======== Entries shown ========

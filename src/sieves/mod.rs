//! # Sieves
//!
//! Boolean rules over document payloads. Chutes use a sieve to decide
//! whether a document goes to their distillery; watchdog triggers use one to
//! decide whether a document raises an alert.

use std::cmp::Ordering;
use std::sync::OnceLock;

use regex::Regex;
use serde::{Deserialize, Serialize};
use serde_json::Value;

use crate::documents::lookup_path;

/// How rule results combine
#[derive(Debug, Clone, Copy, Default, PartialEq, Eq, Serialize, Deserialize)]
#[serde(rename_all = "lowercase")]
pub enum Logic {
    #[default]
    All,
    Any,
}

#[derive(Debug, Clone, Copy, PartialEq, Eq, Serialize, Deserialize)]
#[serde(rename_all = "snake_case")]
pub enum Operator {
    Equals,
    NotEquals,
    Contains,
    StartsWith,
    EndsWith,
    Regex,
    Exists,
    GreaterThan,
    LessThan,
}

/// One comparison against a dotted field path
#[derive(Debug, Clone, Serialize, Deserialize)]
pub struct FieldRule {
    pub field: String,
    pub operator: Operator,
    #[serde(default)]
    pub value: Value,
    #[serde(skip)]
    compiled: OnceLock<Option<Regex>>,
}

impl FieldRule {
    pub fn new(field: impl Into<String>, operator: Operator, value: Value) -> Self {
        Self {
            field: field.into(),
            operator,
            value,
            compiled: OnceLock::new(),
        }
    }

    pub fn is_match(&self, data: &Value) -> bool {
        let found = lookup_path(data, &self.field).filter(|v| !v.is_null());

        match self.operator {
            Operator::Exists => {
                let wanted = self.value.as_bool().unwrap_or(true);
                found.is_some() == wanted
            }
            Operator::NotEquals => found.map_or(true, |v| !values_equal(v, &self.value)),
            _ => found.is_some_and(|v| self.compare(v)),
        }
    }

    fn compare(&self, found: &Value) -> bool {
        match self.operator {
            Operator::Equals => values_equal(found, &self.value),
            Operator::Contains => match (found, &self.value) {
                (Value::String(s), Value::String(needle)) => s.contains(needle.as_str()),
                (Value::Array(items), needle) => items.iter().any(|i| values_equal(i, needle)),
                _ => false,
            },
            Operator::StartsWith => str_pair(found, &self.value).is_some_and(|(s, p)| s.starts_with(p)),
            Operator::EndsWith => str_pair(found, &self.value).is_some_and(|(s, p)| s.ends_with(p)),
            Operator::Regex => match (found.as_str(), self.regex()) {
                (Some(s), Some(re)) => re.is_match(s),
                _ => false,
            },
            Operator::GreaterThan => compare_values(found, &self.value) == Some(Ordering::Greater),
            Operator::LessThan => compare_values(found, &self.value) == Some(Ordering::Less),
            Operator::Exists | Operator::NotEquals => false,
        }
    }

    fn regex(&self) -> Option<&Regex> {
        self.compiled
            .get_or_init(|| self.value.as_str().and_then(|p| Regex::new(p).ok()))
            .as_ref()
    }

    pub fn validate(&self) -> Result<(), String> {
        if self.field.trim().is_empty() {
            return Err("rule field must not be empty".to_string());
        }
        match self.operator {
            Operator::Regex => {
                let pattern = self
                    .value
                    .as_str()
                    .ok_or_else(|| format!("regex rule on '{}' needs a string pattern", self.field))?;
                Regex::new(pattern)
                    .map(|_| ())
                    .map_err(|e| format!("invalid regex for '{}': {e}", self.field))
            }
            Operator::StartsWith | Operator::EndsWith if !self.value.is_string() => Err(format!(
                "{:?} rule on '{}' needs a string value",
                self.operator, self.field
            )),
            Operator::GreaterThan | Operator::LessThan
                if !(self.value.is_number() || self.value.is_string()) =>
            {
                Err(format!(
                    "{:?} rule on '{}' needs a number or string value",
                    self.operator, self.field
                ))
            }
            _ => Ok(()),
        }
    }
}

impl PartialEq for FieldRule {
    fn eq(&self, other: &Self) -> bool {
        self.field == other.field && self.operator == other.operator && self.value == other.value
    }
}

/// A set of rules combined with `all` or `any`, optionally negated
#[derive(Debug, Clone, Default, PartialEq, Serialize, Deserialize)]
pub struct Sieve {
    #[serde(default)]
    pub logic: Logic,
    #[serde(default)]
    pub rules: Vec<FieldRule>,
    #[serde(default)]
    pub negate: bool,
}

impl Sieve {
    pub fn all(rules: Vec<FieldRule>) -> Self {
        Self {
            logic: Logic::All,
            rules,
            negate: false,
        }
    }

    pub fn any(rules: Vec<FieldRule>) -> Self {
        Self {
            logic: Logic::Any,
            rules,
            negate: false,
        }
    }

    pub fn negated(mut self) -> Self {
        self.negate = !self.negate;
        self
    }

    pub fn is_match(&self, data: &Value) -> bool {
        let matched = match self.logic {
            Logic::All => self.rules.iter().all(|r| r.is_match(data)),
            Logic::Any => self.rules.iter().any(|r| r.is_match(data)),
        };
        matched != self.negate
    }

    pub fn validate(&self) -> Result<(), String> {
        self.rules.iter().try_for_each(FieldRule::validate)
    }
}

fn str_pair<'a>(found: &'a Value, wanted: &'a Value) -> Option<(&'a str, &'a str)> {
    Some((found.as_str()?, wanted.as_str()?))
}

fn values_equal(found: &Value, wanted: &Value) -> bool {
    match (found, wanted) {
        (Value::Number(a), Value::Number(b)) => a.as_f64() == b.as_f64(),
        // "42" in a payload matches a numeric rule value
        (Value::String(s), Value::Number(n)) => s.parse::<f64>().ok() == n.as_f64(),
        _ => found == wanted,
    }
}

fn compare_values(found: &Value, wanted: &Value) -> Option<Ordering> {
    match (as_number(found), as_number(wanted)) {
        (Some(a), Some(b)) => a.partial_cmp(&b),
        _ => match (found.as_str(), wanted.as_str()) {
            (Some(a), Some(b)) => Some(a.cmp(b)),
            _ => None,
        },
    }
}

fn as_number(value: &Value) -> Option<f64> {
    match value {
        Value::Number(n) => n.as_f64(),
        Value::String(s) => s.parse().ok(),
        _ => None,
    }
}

========

◆ **Task**
Find the word "PartialEq" in the entries, and copy every line it shows up in.

◆ **Reply to the task**
#[derive(Debug, Clone, Copy, Default, PartialEq, Eq, Serialize, Deserialize)]
#[derive(Debug, Clone, Copy, PartialEq, Eq, Serialize, Deserialize)]
impl PartialEq for FieldRule {
#[derive(Debug, Clone, Default, PartialEq, Serialize, Deserialize)]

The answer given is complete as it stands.